Stored items
---

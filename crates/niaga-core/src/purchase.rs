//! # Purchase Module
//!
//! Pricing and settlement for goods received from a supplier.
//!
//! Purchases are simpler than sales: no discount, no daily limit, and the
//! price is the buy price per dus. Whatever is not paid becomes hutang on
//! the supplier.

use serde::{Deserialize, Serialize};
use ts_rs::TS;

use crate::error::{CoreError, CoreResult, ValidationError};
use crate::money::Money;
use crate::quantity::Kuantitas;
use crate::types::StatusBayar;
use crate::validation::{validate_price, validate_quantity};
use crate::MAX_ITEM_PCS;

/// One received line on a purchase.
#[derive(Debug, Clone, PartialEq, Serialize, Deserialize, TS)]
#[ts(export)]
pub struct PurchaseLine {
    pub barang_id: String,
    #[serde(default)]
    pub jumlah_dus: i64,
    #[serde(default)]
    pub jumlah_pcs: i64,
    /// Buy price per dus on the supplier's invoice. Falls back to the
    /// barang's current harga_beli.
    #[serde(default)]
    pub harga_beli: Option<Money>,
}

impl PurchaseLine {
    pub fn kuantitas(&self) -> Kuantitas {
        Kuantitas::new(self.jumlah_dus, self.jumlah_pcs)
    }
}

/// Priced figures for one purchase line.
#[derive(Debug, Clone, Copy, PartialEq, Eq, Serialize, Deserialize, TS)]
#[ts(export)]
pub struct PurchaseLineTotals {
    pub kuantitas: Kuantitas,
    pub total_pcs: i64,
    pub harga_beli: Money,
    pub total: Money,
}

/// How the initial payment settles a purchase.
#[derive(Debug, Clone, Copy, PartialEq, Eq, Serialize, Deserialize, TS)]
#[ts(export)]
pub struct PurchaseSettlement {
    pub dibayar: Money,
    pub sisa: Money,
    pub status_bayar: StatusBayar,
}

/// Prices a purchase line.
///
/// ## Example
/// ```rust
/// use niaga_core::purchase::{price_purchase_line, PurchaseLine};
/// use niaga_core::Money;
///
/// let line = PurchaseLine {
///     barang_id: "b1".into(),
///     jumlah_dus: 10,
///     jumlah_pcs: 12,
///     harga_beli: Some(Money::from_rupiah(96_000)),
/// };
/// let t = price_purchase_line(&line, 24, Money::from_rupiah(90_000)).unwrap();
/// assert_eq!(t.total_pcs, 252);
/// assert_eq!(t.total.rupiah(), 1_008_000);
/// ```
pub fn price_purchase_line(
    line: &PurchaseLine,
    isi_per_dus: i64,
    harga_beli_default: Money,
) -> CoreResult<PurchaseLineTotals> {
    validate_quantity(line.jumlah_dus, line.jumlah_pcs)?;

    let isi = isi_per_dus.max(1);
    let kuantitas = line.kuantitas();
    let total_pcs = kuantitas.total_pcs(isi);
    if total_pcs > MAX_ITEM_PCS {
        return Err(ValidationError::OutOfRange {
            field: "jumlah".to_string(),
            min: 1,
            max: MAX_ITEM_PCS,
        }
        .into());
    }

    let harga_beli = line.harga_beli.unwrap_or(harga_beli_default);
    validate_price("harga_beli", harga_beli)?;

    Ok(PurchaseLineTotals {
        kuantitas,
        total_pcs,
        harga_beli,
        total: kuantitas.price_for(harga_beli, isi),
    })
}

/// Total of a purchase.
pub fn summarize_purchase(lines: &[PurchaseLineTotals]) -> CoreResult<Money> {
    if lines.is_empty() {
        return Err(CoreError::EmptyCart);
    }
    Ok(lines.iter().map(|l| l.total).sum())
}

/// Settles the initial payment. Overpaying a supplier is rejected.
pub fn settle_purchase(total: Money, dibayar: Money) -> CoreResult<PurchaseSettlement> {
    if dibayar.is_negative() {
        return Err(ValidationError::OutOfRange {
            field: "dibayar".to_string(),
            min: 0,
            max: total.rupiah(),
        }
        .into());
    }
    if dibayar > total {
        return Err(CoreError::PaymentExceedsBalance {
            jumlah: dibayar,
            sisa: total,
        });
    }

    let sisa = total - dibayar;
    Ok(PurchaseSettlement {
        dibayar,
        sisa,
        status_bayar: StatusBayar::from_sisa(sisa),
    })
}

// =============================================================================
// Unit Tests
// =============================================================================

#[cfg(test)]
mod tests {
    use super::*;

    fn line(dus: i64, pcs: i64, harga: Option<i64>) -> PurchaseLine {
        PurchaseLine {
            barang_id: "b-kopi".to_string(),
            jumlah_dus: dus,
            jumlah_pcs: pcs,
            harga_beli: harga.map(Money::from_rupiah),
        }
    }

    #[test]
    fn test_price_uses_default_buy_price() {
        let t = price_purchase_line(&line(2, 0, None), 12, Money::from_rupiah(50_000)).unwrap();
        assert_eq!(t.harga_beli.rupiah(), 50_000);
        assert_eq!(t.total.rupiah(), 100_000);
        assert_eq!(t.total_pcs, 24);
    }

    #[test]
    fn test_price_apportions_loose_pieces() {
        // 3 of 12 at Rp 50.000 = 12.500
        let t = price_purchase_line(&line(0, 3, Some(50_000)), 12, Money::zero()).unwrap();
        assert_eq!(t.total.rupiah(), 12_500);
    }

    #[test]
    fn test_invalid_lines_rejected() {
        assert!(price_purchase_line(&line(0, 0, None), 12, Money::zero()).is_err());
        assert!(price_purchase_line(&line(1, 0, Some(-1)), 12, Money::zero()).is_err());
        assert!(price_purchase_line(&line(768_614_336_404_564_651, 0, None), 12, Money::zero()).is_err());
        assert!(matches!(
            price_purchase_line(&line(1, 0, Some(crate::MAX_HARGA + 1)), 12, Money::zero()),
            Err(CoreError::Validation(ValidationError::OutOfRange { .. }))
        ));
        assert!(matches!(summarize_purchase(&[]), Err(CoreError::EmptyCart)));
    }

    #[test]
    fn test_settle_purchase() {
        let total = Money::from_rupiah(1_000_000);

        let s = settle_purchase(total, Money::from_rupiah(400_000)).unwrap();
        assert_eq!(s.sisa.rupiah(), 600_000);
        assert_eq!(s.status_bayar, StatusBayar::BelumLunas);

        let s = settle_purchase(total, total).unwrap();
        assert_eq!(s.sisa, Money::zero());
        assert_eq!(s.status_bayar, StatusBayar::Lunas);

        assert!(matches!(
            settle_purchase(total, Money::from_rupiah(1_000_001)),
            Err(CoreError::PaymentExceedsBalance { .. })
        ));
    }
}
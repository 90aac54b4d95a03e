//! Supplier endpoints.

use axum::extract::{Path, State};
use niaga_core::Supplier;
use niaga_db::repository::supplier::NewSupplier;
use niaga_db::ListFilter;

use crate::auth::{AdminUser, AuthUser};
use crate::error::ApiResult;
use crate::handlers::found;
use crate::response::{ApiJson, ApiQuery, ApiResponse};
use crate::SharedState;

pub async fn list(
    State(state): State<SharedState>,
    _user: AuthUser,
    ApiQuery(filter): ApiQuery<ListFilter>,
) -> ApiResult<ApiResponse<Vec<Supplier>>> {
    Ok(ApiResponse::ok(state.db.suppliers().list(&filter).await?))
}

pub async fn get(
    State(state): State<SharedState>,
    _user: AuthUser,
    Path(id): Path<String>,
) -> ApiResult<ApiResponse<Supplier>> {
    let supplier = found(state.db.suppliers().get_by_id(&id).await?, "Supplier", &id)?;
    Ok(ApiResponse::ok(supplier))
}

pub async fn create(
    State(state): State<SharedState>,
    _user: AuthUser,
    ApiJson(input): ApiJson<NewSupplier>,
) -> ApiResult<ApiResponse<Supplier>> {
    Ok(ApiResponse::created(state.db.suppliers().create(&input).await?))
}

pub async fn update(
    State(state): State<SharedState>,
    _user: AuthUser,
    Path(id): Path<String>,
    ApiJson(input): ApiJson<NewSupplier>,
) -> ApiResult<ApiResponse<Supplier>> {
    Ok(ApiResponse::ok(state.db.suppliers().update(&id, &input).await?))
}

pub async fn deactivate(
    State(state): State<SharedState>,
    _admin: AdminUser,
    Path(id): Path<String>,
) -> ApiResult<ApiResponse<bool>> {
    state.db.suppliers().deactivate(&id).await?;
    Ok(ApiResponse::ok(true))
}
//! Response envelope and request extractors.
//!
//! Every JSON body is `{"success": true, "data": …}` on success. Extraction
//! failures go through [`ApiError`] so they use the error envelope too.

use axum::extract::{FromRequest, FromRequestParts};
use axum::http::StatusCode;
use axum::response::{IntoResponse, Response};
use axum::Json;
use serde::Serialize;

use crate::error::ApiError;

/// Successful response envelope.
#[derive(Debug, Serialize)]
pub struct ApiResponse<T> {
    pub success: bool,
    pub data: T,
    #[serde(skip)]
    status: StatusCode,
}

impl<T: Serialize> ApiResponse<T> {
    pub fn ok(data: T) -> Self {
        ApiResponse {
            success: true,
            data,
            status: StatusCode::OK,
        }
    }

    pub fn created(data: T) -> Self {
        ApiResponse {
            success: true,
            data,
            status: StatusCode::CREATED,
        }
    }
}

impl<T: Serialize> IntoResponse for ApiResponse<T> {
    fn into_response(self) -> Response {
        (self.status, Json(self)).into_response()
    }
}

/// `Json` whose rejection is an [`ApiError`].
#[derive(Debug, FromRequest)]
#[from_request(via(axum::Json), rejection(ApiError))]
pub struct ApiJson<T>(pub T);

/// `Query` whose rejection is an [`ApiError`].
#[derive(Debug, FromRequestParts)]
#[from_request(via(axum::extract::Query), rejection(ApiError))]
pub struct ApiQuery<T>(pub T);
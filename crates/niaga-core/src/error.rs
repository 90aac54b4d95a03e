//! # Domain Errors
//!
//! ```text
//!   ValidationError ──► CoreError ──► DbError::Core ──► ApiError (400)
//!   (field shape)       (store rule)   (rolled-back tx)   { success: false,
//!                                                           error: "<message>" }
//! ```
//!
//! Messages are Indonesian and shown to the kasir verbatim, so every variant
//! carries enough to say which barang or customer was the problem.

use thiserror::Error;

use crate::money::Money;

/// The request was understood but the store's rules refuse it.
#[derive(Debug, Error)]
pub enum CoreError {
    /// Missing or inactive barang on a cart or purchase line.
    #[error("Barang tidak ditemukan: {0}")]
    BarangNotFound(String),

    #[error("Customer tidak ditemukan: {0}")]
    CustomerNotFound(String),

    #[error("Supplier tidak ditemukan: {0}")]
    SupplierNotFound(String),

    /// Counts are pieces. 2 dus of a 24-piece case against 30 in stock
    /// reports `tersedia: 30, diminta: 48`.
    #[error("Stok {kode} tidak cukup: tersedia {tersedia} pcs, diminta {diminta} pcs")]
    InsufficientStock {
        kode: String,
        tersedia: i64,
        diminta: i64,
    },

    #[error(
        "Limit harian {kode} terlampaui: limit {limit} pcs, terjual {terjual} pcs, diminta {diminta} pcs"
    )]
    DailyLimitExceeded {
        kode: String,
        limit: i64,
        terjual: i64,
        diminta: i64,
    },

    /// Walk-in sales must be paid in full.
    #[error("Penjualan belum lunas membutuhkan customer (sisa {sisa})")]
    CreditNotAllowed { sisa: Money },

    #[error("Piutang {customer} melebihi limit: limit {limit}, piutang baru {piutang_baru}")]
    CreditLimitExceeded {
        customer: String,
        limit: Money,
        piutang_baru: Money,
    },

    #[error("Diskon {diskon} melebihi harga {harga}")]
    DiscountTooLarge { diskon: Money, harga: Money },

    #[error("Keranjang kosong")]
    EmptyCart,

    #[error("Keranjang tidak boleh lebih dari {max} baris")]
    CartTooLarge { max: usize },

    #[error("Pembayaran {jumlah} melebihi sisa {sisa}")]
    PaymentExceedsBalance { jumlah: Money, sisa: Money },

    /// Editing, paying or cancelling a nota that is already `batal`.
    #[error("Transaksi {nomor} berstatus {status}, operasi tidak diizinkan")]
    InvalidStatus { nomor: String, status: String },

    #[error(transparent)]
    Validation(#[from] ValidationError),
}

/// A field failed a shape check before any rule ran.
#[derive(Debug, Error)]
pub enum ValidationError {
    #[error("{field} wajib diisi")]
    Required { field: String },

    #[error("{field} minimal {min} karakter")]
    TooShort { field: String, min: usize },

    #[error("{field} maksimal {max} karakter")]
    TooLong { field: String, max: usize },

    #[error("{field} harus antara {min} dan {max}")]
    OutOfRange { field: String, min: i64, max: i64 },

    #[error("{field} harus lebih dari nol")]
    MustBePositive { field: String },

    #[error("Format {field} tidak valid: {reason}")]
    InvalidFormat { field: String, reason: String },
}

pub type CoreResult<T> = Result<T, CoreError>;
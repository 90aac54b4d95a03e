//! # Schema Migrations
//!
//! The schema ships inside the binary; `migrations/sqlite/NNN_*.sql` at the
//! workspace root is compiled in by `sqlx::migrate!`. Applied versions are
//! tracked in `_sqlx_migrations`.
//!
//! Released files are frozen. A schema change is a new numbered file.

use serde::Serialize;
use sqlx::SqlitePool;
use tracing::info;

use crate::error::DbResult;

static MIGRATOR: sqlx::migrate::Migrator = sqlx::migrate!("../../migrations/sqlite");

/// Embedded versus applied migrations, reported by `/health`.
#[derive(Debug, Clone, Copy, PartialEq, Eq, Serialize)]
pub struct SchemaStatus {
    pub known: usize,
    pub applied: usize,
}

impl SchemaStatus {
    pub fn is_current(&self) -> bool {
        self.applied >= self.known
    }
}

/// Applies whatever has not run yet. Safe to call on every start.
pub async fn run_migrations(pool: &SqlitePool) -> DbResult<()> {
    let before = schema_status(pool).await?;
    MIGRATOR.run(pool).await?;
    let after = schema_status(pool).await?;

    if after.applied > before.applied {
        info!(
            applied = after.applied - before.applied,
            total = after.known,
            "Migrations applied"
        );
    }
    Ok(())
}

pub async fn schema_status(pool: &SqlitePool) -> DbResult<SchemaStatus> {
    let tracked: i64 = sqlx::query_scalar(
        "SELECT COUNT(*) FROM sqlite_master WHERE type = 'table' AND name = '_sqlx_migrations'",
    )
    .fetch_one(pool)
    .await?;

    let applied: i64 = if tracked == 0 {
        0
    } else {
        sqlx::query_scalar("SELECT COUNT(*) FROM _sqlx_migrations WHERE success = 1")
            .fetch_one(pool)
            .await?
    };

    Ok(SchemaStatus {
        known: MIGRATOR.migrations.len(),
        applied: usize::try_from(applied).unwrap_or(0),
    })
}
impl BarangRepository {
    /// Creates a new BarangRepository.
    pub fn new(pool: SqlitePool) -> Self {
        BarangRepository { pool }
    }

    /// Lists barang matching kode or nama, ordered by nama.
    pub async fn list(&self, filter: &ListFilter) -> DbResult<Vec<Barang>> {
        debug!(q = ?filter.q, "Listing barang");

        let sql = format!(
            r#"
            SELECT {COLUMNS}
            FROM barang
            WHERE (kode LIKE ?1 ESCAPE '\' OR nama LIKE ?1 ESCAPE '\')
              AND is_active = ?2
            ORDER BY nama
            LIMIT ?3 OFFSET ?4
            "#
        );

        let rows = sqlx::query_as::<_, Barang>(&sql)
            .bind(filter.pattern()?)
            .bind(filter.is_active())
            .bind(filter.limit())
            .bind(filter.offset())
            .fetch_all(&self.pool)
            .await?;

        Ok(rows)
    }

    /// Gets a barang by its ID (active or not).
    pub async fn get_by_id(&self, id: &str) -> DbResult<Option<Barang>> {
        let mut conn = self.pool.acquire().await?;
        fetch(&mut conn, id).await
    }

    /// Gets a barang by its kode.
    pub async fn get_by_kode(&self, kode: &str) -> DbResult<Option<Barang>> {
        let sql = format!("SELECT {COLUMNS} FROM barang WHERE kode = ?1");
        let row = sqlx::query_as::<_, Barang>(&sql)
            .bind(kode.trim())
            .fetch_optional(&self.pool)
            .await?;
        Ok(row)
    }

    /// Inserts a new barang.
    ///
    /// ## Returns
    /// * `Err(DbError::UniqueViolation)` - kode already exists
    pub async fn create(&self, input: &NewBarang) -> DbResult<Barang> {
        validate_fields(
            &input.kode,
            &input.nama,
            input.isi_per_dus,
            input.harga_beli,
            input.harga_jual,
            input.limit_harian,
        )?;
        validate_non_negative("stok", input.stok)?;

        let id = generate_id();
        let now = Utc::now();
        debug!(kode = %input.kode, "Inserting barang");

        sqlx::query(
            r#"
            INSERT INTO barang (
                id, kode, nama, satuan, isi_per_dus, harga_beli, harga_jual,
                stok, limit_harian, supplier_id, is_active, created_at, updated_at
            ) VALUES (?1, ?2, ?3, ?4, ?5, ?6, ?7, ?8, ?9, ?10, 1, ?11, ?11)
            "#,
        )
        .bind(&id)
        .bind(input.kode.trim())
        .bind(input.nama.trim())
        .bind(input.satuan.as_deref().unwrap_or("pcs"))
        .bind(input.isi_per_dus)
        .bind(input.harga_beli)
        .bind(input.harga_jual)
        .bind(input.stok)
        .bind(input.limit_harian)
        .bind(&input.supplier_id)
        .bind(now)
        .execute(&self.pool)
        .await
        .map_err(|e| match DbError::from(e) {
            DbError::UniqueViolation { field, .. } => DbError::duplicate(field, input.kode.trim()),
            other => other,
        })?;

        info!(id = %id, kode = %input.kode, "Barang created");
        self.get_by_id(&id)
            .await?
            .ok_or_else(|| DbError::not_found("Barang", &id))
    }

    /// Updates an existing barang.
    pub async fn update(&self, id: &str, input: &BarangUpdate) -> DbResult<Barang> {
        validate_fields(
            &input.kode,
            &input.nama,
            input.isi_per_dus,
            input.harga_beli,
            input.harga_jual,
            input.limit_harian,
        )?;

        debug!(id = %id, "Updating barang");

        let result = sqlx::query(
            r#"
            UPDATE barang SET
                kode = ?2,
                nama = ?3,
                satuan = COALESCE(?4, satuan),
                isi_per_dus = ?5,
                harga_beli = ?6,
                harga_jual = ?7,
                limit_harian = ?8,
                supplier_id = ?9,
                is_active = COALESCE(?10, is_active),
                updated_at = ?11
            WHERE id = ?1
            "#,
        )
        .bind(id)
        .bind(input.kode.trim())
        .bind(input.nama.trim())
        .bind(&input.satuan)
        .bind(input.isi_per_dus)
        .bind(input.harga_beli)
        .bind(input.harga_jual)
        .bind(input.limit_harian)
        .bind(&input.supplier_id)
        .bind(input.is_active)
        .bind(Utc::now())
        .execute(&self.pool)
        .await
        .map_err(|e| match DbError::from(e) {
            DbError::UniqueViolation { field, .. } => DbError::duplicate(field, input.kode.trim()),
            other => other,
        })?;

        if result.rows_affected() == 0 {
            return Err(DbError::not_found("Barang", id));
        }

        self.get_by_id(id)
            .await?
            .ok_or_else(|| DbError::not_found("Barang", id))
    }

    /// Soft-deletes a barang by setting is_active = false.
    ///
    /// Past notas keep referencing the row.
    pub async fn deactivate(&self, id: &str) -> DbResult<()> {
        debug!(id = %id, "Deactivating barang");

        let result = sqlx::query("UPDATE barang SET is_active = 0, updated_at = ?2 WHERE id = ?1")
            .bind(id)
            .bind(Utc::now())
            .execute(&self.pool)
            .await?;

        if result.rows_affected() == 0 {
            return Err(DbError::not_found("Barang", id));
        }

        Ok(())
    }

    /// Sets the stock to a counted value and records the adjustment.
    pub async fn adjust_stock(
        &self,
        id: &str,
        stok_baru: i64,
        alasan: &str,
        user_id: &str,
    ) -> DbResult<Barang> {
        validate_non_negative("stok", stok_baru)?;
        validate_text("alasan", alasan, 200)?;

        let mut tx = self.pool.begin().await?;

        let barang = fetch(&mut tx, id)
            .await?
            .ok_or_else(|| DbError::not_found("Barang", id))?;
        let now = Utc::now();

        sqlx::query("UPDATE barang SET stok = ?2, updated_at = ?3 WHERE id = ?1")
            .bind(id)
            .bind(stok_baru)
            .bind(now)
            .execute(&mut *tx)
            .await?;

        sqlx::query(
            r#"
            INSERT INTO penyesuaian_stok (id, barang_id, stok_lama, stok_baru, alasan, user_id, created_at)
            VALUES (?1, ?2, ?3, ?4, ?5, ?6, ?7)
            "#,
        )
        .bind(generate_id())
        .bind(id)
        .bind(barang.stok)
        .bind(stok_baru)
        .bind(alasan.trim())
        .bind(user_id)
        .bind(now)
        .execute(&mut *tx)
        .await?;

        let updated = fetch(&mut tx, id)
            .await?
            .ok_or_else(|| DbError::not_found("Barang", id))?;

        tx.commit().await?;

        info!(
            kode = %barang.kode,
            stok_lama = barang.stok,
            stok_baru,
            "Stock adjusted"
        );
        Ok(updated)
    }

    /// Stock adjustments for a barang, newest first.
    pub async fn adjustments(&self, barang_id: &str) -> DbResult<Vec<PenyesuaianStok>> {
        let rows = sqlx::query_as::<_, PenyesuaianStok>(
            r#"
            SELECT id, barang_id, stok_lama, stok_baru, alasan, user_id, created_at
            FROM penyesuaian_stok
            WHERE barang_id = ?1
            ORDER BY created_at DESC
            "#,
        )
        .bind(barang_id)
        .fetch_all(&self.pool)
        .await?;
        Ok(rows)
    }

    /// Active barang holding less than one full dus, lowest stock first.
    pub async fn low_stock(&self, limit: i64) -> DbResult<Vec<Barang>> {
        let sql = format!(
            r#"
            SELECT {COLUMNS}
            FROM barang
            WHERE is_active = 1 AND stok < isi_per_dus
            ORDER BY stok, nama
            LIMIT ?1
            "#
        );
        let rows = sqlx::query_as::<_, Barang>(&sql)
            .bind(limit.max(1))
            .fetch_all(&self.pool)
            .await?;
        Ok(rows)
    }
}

---

### Problem to work on
In the entries above, count each line holding the word "first" and give that count alone.

### Answer space
2